── DATA EXTRACTS

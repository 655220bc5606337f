//! Test doubles shared by the integration tests.
#![allow(dead_code)]

use std::sync::{Arc, Mutex};
use std::time::{Duration, Instant};

use async_trait::async_trait;
use tiercache_node::User;
use tiercache_node::cache::{
    CacheError, CacheOrchestrator, CachePolicy, CacheResult, ClusterBackends, ExistenceFilter,
    InvalidationBus, KeyStream, LockService, LockToken, MemoryInvalidationBus, MemoryLockService,
    MemorySharedCache, SharedCache,
};
use tiercache_store::{DynStore, StoreError, SystemOfRecord};
use tiercache_store_memory::InMemoryStore;

/// Bus that remembers every publish and when it happened.
#[derive(Clone, Default)]
pub struct RecordingBus {
    inner: MemoryInvalidationBus,
    published: Arc<Mutex<Vec<(String, Instant)>>>,
}

impl RecordingBus {
    pub fn new() -> Self {
        Self::default()
    }

    pub fn published(&self) -> Vec<(String, Instant)> {
        self.published.lock().unwrap().clone()
    }

    pub fn published_keys(&self) -> Vec<String> {
        self.published().into_iter().map(|(key, _)| key).collect()
    }
}

#[async_trait]
impl InvalidationBus for RecordingBus {
    async fn publish(&self, key: &str) -> CacheResult<()> {
        self.published
            .lock()
            .unwrap()
            .push((key.to_string(), Instant::now()));
        self.inner.publish(key).await
    }

    async fn subscribe(&self) -> CacheResult<KeyStream> {
        self.inner.subscribe().await
    }

    fn backend_name(&self) -> &'static str {
        "recording"
    }
}

/// Shared tier whose every call fails, as if Redis were down.
pub struct UnreachableShared;

#[async_trait]
impl SharedCache for UnreachableShared {
    async fn get(&self, _key: &str) -> CacheResult<Option<Vec<u8>>> {
        Err(CacheError::Command("connection refused".into()))
    }

    async fn set(&self, _key: &str, _value: Vec<u8>, _ttl: Duration) -> CacheResult<()> {
        Err(CacheError::Command("connection refused".into()))
    }

    async fn delete(&self, _keys: &[String]) -> CacheResult<()> {
        Err(CacheError::Command("connection refused".into()))
    }

    fn backend_name(&self) -> &'static str {
        "unreachable"
    }
}

/// Lock service whose every call fails.
pub struct UnreachableLocks;

#[async_trait]
impl LockService for UnreachableLocks {
    async fn try_acquire(&self, _key: &str, _ttl: Duration) -> CacheResult<Option<LockToken>> {
        Err(CacheError::Pool("timed out waiting for connection".into()))
    }

    async fn release(&self, _key: &str, _token: &LockToken) -> CacheResult<()> {
        Err(CacheError::Pool("timed out waiting for connection".into()))
    }

    fn backend_name(&self) -> &'static str {
        "unreachable"
    }
}

/// System of record that is down.
pub struct BrokenStore;

#[async_trait]
impl SystemOfRecord<User> for BrokenStore {
    async fn find(&self, _id: &u64) -> Result<Option<User>, StoreError> {
        Err(StoreError::connection_error("database unavailable"))
    }

    async fn save(&self, _entity: &User) -> Result<(), StoreError> {
        Err(StoreError::connection_error("database unavailable"))
    }

    async fn remove(&self, _id: &u64) -> Result<(), StoreError> {
        Err(StoreError::connection_error("database unavailable"))
    }

    fn backend_name(&self) -> &'static str {
        "broken"
    }
}

/// Everything a test needs to poke at one node, with handles to the concrete
/// in-memory backends behind the trait objects.
pub struct Node {
    pub cache: CacheOrchestrator<User>,
    pub store: Arc<InMemoryStore<User>>,
    pub shared: MemorySharedCache,
    pub locks: MemoryLockService,
    pub bus: RecordingBus,
}

pub fn small_filter() -> Arc<ExistenceFilter> {
    Arc::new(ExistenceFilter::with_rate(10_000, 0.01))
}

pub fn node(policy: CachePolicy) -> Node {
    node_with_store(policy, Arc::new(InMemoryStore::new()))
}

pub fn node_with_store(policy: CachePolicy, store: Arc<InMemoryStore<User>>) -> Node {
    let shared = MemorySharedCache::new();
    let locks = MemoryLockService::new();
    let bus = RecordingBus::new();
    let dyn_store: DynStore<User> = store.clone();

    let cache = CacheOrchestrator::<User>::builder()
        .store(dyn_store)
        .shared(Arc::new(shared.clone()))
        .locks(Arc::new(locks.clone()))
        .bus(Arc::new(bus.clone()))
        .filter(small_filter())
        .policy(policy)
        .build()
        .unwrap();

    Node {
        cache,
        store,
        shared,
        locks,
        bus,
    }
}

/// A node of a cluster: shares the store and cluster backends with its peers
/// but owns its L1 and existence filter.
pub fn cluster_member(
    policy: CachePolicy,
    store: Arc<InMemoryStore<User>>,
    backends: &ClusterBackends,
) -> CacheOrchestrator<User> {
    let dyn_store: DynStore<User> = store;
    CacheOrchestrator::<User>::builder()
        .store(dyn_store)
        .backends(backends)
        .filter(small_filter())
        .policy(policy)
        .build()
        .unwrap()
}

pub fn user(id: u64, name: &str) -> User {
    User::new(id, name, format!("{name}@example.com"))
}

────

◆ **TASK DIRECTIONS**: Nothing but the lines from the start of the data through the line holding "async fn set(&self, _key: &str, _value: Vec<u8>, _ttl: Duration)" should be restated, and each one exactly.

◆ **SOLUTION TO THIS EXERCISE**:
repository 655220bc5606337f
//! Test doubles shared by the integration tests.
#![allow(dead_code)]

use std::sync::{Arc, Mutex};
use std::time::{Duration, Instant};

use async_trait::async_trait;
use tiercache_node::User;
use tiercache_node::cache::{
    CacheError, CacheOrchestrator, CachePolicy, CacheResult, ClusterBackends, ExistenceFilter,
    InvalidationBus, KeyStream, LockService, LockToken, MemoryInvalidationBus, MemoryLockService,
    MemorySharedCache, SharedCache,
};
use tiercache_store::{DynStore, StoreError, SystemOfRecord};
use tiercache_store_memory::InMemoryStore;

/// Bus that remembers every publish and when it happened.
#[derive(Clone, Default)]
pub struct RecordingBus {
    inner: MemoryInvalidationBus,
    published: Arc<Mutex<Vec<(String, Instant)>>>,
}

impl RecordingBus {
    pub fn new() -> Self {
        Self::default()
    }

    pub fn published(&self) -> Vec<(String, Instant)> {
        self.published.lock().unwrap().clone()
    }

    pub fn published_keys(&self) -> Vec<String> {
        self.published().into_iter().map(|(key, _)| key).collect()
    }
}

#[async_trait]
impl InvalidationBus for RecordingBus {
    async fn publish(&self, key: &str) -> CacheResult<()> {
        self.published
            .lock()
            .unwrap()
            .push((key.to_string(), Instant::now()));
        self.inner.publish(key).await
    }

    async fn subscribe(&self) -> CacheResult<KeyStream> {
        self.inner.subscribe().await
    }

    fn backend_name(&self) -> &'static str {
        "recording"
    }
}

/// Shared tier whose every call fails, as if Redis were down.
pub struct UnreachableShared;

#[async_trait]
impl SharedCache for UnreachableShared {
    async fn get(&self, _key: &str) -> CacheResult<Option<Vec<u8>>> {
        Err(CacheError::Command("connection refused".into()))
    }

    async fn set(&self, _key: &str, _value: Vec<u8>, _ttl: Duration) -> CacheResult<()> {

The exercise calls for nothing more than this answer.